(Beginning of Data extracts)

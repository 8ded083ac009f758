//! Sessions service.

use std::{sync::Arc, time::Duration};

use async_trait::async_trait;
use mockall::automock;
use sqlx::PgPool;
use tracing::debug;

use crate::{
    auth::hash_token,
    clock::Clock,
    database::bounded,
    sessions::{SessionServiceError, repository::PgSessionsRepository},
    users::UserUuid,
};

#[derive(Clone)]
pub struct PgSessionsService {
    repository: PgSessionsRepository,
    clock: Arc<dyn Clock>,
    store_timeout: Duration,
}

impl PgSessionsService {
    #[must_use]
    pub fn new(pool: PgPool, clock: Arc<dyn Clock>, store_timeout: Duration) -> Self {
        Self {
            repository: PgSessionsRepository::new(pool),
            clock,
            store_timeout,
        }
    }
}

#[async_trait]
impl SessionService for PgSessionsService {
    async fn authenticate_session(
        &self,
        session_token: &str,
    ) -> Result<UserUuid, SessionServiceError> {
        if session_token.trim().is_empty() {
            return Err(SessionServiceError::Unauthenticated);
        }

        let session = bounded(
            self.store_timeout,
            self.repository.find_by_token_hash(&hash_token(session_token)),
        )
        .await?
        .ok_or(SessionServiceError::Unauthenticated)?;

        if session.expires_at <= self.clock.now() {
            debug!(session = %session.uuid, "session expired");

            return Err(SessionServiceError::Unauthenticated);
        }

        Ok(session.user_uuid)
    }
}

/// Resolution of first-party web sessions.
#[automock]
#[async_trait]
pub trait SessionService: Send + Sync {
    /// Resolve the user owning the raw session cookie value.
    async fn authenticate_session(
        &self,
        session_token: &str,
    ) -> Result<UserUuid, SessionServiceError>;
}

#[cfg(test)]
mod tests {
    use jiff::{SignedDuration, Timestamp};
    use testresult::TestResult;

    use crate::{
        clock::ManualClock,
        test::{TestContext, helpers::insert_session},
    };

    use super::*;

    fn service(ctx: &TestContext, clock: Arc<ManualClock>) -> PgSessionsService {
        PgSessionsService::new(ctx.db.pool().clone(), clock, Duration::from_secs(2))
    }

    #[tokio::test]
    async fn live_session_resolves_user() -> TestResult {
        let ctx = TestContext::new().await;
        let now = Timestamp::now();
        let user = UserUuid::new();

        insert_session(&ctx, user, "cookie-value", now.checked_add(SignedDuration::from_hours(1))?)
            .await;

        let resolved = service(&ctx, Arc::new(ManualClock::new(now)))
            .authenticate_session("cookie-value")
            .await?;

        assert_eq!(resolved, user);

        Ok(())
    }

    #[tokio::test]
    async fn unknown_session_is_unauthenticated() -> TestResult {
        let ctx = TestContext::new().await;

        let result = service(&ctx, Arc::new(ManualClock::new(Timestamp::now())))
            .authenticate_session("never-issued")
            .await;

        assert!(matches!(result, Err(SessionServiceError::Unauthenticated)));

        Ok(())
    }

    #[tokio::test]
    async fn expired_session_is_unauthenticated() -> TestResult {
        let ctx = TestContext::new().await;
        let now = Timestamp::now();

        insert_session(&ctx, UserUuid::new(), "stale", now).await;

        let result = service(&ctx, Arc::new(ManualClock::new(now)))
            .authenticate_session("stale")
            .await;

        assert!(matches!(result, Err(SessionServiceError::Unauthenticated)));

        Ok(())
    }

    #[tokio::test]
    async fn blank_session_never_hits_the_store() -> TestResult {
        let ctx = TestContext::new().await;

        let result = service(&ctx, Arc::new(ManualClock::new(Timestamp::now())))
            .authenticate_session("   ")
            .await;

        assert!(matches!(result, Err(SessionServiceError::Unauthenticated)));

        Ok(())
    }
}
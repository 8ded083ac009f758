use serde::{Deserialize, Serialize};

/// Tone hint forwarded to the completion service.
#[derive(Debug, Clone, Copy, Default, PartialEq, Eq, Serialize, Deserialize)]
#[serde(rename_all = "lowercase")]
pub enum Tone {
    #[default]
    Neutral,
    Friendly,
    Formal,
    Witty,
}

#[derive(Debug, Clone, PartialEq, Eq, Serialize, Deserialize)]
pub struct ReplyRequest {
    pub prompt: String,

    /// Surrounding conversation the reply should fit into.
    #[serde(default, skip_serializing_if = "Option::is_none")]
    pub context: Option<String>,

    #[serde(default)]
    pub tone: Tone,
}

#[derive(Debug, Clone, PartialEq, Eq, Serialize, Deserialize)]
pub struct ReplyResponse {
    pub reply: String,
}
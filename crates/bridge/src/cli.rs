//! Bridge CLI

use std::{path::PathBuf, sync::Arc, time::Duration};

use clap::{Parser, Subcommand};
use tracing::info;

use replygate_bridge::{
    Bridge, BridgeError, BridgeSettings,
    issuer::{HttpSessionIssuer, HttpSessionIssuerConfig},
    storage::FileStorage,
    transit::{DEFAULT_TRANSIT_PORT, LoopbackSlot},
};

#[derive(Debug, Parser)]
#[command(name = "replygate-bridge", about = "Connect this machine to Replygate", long_about = None)]
pub(crate) struct Cli {
    #[command(flatten)]
    config: BridgeConfig,

    #[command(subcommand)]
    command: Command,
}

#[derive(Debug, clap::Args)]
struct BridgeConfig {
    /// Gateway base URL
    #[arg(long, env = "API_BASE_URL", default_value = "http://localhost:8698")]
    api_base_url: String,

    /// Value of the signed-in web session cookie
    #[arg(long, env = "SESSION_COOKIE", hide_env_values = true)]
    session_cookie: Option<String>,

    /// Name of the web session cookie
    #[arg(long, env = "SESSION_COOKIE_NAME", default_value = "session")]
    session_cookie_name: String,

    /// Directory holding `local.json` and `sync.json`
    #[arg(long, env = "BRIDGE_STORAGE_DIR", default_value = ".replygate")]
    storage_dir: PathBuf,

    /// Loopback port of the transit slot
    #[arg(long, env = "BRIDGE_TRANSIT_PORT", default_value_t = DEFAULT_TRANSIT_PORT)]
    transit_port: u16,

    /// Timeout for each HTTP call in milliseconds
    #[arg(long, env = "BRIDGE_HTTP_TIMEOUT_MS", default_value_t = 10_000)]
    http_timeout_ms: u64,
}

#[derive(Debug, Subcommand)]
enum Command {
    /// Trade the web session for an extension token and store it
    Connect,

    /// Show the stored connection and check it against the gateway
    Status,

    /// Forget the stored token here and on the server
    Disconnect,
}

impl Cli {
    pub(crate) async fn run(self) -> Result<(), BridgeError> {
        let bridge = self.config.bridge().await?;

        match self.command {
            Command::Connect => {
                let user_id = bridge.connect().await?;

                info!(%user_id, "connected");
            }
            Command::Status => match bridge.storage().synced().await? {
                Some(status) if status.connected => {
                    let user_id = bridge.api().me().await?;

                    info!(%user_id, "connected and accepted by the gateway");
                }
                _ => info!("not connected"),
            },
            Command::Disconnect => {
                bridge.api().disconnect().await?;

                info!("disconnected");
            }
        }

        Ok(())
    }
}

impl BridgeConfig {
    async fn bridge(self) -> Result<Bridge, BridgeError> {
        let timeout = Duration::from_millis(self.http_timeout_ms);

        let issuer = HttpSessionIssuer::new(HttpSessionIssuerConfig {
            base_url: self.api_base_url.clone(),
            cookie_name: self.session_cookie_name,
            session: self.session_cookie.unwrap_or_default(),
            timeout,
        })?;

        let storage = FileStorage::open(self.storage_dir).await?;

        let mut settings = BridgeSettings::new(self.api_base_url);
        settings.http_timeout = timeout;

        Bridge::start(
            Arc::new(issuer),
            Arc::new(LoopbackSlot::new(self.transit_port)),
            Arc::new(storage),
            settings,
        )
        .await
    }
}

(End of Data extracts)

■ **Problem requirements**: Copy the data above exactly. Every line must be included.

■ **Solution**:
repository 8ded083ac009f758
//! Sessions service.

use std::{sync::Arc, time::Duration};

use async_trait::async_trait;
use mockall::automock;
use sqlx::PgPool;
use tracing::debug;

use crate::{
    auth::hash_token,
    clock::Clock,
    database::bounded,
    sessions::{SessionServiceError, repository::PgSessionsRepository},
    users::UserUuid,
};

#[derive(Clone)]
pub struct PgSessionsService {
    repository: PgSessionsRepository,
    clock: Arc<dyn Clock>,
    store_timeout: Duration,
}

impl PgSessionsService {
    #[must_use]
    pub fn new(pool: PgPool, clock: Arc<dyn Clock>, store_timeout: Duration) -> Self {
        Self {
            repository: PgSessionsRepository::new(pool),
            clock,
            store_timeout,
        }
    }
}

#[async_trait]
impl SessionService for PgSessionsService {
    async fn authenticate_session(
        &self,
        session_token: &str,
    ) -> Result<UserUuid, SessionServiceError> {
        if session_token.trim().is_empty() {
            return Err(SessionServiceError::Unauthenticated);
        }

        let session = bounded(
            self.store_timeout,
            self.repository.find_by_token_hash(&hash_token(session_token)),
        )
        .await?
        .ok_or(SessionServiceError::Unauthenticated)?;

        if session.expires_at <= self.clock.now() {
            debug!(session = %session.uuid, "session expired");

            return Err(SessionServiceError::Unauthenticated);
        }

        Ok(session.user_uuid)
    }
}

/// Resolution of first-party web sessions.
#[automock]
#[async_trait]
pub trait SessionService: Send + Sync {
    /// Resolve the user owning the raw session cookie value.
    async fn authenticate_session(
        &self,
        session_token: &str,
    ) -> Result<UserUuid, SessionServiceError>;
}

#[cfg(test)]
mod tests {
    use jiff::{SignedDuration, Timestamp};
    use testresult::TestResult;

    use crate::{
        clock::ManualClock,
        test::{TestContext, helpers::insert_session},
    };

    use super::*;

    fn service(ctx: &TestContext, clock: Arc<ManualClock>) -> PgSessionsService {
        PgSessionsService::new(ctx.db.pool().clone(), clock, Duration::from_secs(2))
    }

    #[tokio::test]
    async fn live_session_resolves_user() -> TestResult {
        let ctx = TestContext::new().await;
        let now = Timestamp::now();
        let user = UserUuid::new();

        insert_session(&ctx, user, "cookie-value", now.checked_add(SignedDuration::from_hours(1))?)
            .await;

        let resolved = service(&ctx, Arc::new(ManualClock::new(now)))
            .authenticate_session("cookie-value")
            .await?;

        assert_eq!(resolved, user);

        Ok(())
    }

    #[tokio::test]
    async fn unknown_session_is_unauthenticated() -> TestResult {
        let ctx = TestContext::new().await;

        let result = service(&ctx, Arc::new(ManualClock::new(Timestamp::now())))
            .authenticate_session("never-issued")
            .await;

        assert!(matches!(result, Err(SessionServiceError::Unauthenticated)));

        Ok(())
    }

    #[tokio::test]
    async fn expired_session_is_unauthenticated() -> TestResult {
        let ctx = TestContext::new().await;
        let now = Timestamp::now();

        insert_session(&ctx, UserUuid::new(), "stale", now).await;

        let result = service(&ctx, Arc::new(ManualClock::new(now)))
            .authenticate_session("stale")
            .await;

        assert!(matches!(result, Err(SessionServiceError::Unauthenticated)));

        Ok(())
    }

    #[tokio::test]
    async fn blank_session_never_hits_the_store() -> TestResult {
        let ctx = TestContext::new().await;

        let result = service(&ctx, Arc::new(ManualClock::new(Timestamp::now())))
            .authenticate_session("   ")
            .await;

        assert!(matches!(result, Err(SessionServiceError::Unauthenticated)));

        Ok(())
    }
}
repository 8ded083ac009f758
use serde::{Deserialize, Serialize};

/// Tone hint forwarded to the completion service.
#[derive(Debug, Clone, Copy, Default, PartialEq, Eq, Serialize, Deserialize)]
#[serde(rename_all = "lowercase")]
pub enum Tone {
    #[default]
    Neutral,
    Friendly,
    Formal,
    Witty,
}

#[derive(Debug, Clone, PartialEq, Eq, Serialize, Deserialize)]
pub struct ReplyRequest {
    pub prompt: String,

    /// Surrounding conversation the reply should fit into.
    #[serde(default, skip_serializing_if = "Option::is_none")]
    pub context: Option<String>,

    #[serde(default)]
    pub tone: Tone,
}

#[derive(Debug, Clone, PartialEq, Eq, Serialize, Deserialize)]
pub struct ReplyResponse {
    pub reply: String,
}
filename crates/bridge/src/cli.rs
//! Bridge CLI

use std::{path::PathBuf, sync::Arc, time::Duration};

use clap::{Parser, Subcommand};
use tracing::info;

use replygate_bridge::{
    Bridge, BridgeError, BridgeSettings,
    issuer::{HttpSessionIssuer, HttpSessionIssuerConfig},
    storage::FileStorage,
    transit::{DEFAULT_TRANSIT_PORT, LoopbackSlot},
};

#[derive(Debug, Parser)]
#[command(name = "replygate-bridge", about = "Connect this machine to Replygate", long_about = None)]
pub(crate) struct Cli {
    #[command(flatten)]
    config: BridgeConfig,

    #[command(subcommand)]
    command: Command,
}

#[derive(Debug, clap::Args)]
struct BridgeConfig {
    /// Gateway base URL
    #[arg(long, env = "API_BASE_URL", default_value = "http://localhost:8698")]
    api_base_url: String,

    /// Value of the signed-in web session cookie
    #[arg(long, env = "SESSION_COOKIE", hide_env_values = true)]
    session_cookie: Option<String>,

    /// Name of the web session cookie
    #[arg(long, env = "SESSION_COOKIE_NAME", default_value = "session")]
    session_cookie_name: String,

    /// Directory holding `local.json` and `sync.json`
    #[arg(long, env = "BRIDGE_STORAGE_DIR", default_value = ".replygate")]
    storage_dir: PathBuf,

    /// Loopback port of the transit slot
    #[arg(long, env = "BRIDGE_TRANSIT_PORT", default_value_t = DEFAULT_TRANSIT_PORT)]
    transit_port: u16,

    /// Timeout for each HTTP call in milliseconds
    #[arg(long, env = "BRIDGE_HTTP_TIMEOUT_MS", default_value_t = 10_000)]
    http_timeout_ms: u64,
}

#[derive(Debug, Subcommand)]
enum Command {
    /// Trade the web session for an extension token and store it
    Connect,

    /// Show the stored connection and check it against the gateway
    Status,

    /// Forget the stored token here and on the server
    Disconnect,
}

impl Cli {
    pub(crate) async fn run(self) -> Result<(), BridgeError> {
        let bridge = self.config.bridge().await?;

        match self.command {
            Command::Connect => {
                let user_id = bridge.connect().await?;

                info!(%user_id, "connected");
            }
            Command::Status => match bridge.storage().synced().await? {
                Some(status) if status.connected => {
                    let user_id = bridge.api().me().await?;

                    info!(%user_id, "connected and accepted by the gateway");
                }
                _ => info!("not connected"),
            },
            Command::Disconnect => {
                bridge.api().disconnect().await?;

                info!("disconnected");
            }
        }

        Ok(())
    }
}

impl BridgeConfig {
    async fn bridge(self) -> Result<Bridge, BridgeError> {
        let timeout = Duration::from_millis(self.http_timeout_ms);

        let issuer = HttpSessionIssuer::new(HttpSessionIssuerConfig {
            base_url: self.api_base_url.clone(),
            cookie_name: self.session_cookie_name,
            session: self.session_cookie.unwrap_or_default(),
            timeout,
        })?;

        let storage = FileStorage::open(self.storage_dir).await?;

        let mut settings = BridgeSettings::new(self.api_base_url);
        settings.http_timeout = timeout;

        Bridge::start(
            Arc::new(issuer),
            Arc::new(LoopbackSlot::new(self.transit_port)),
            Arc::new(storage),
            settings,
        )
        .await
    }
}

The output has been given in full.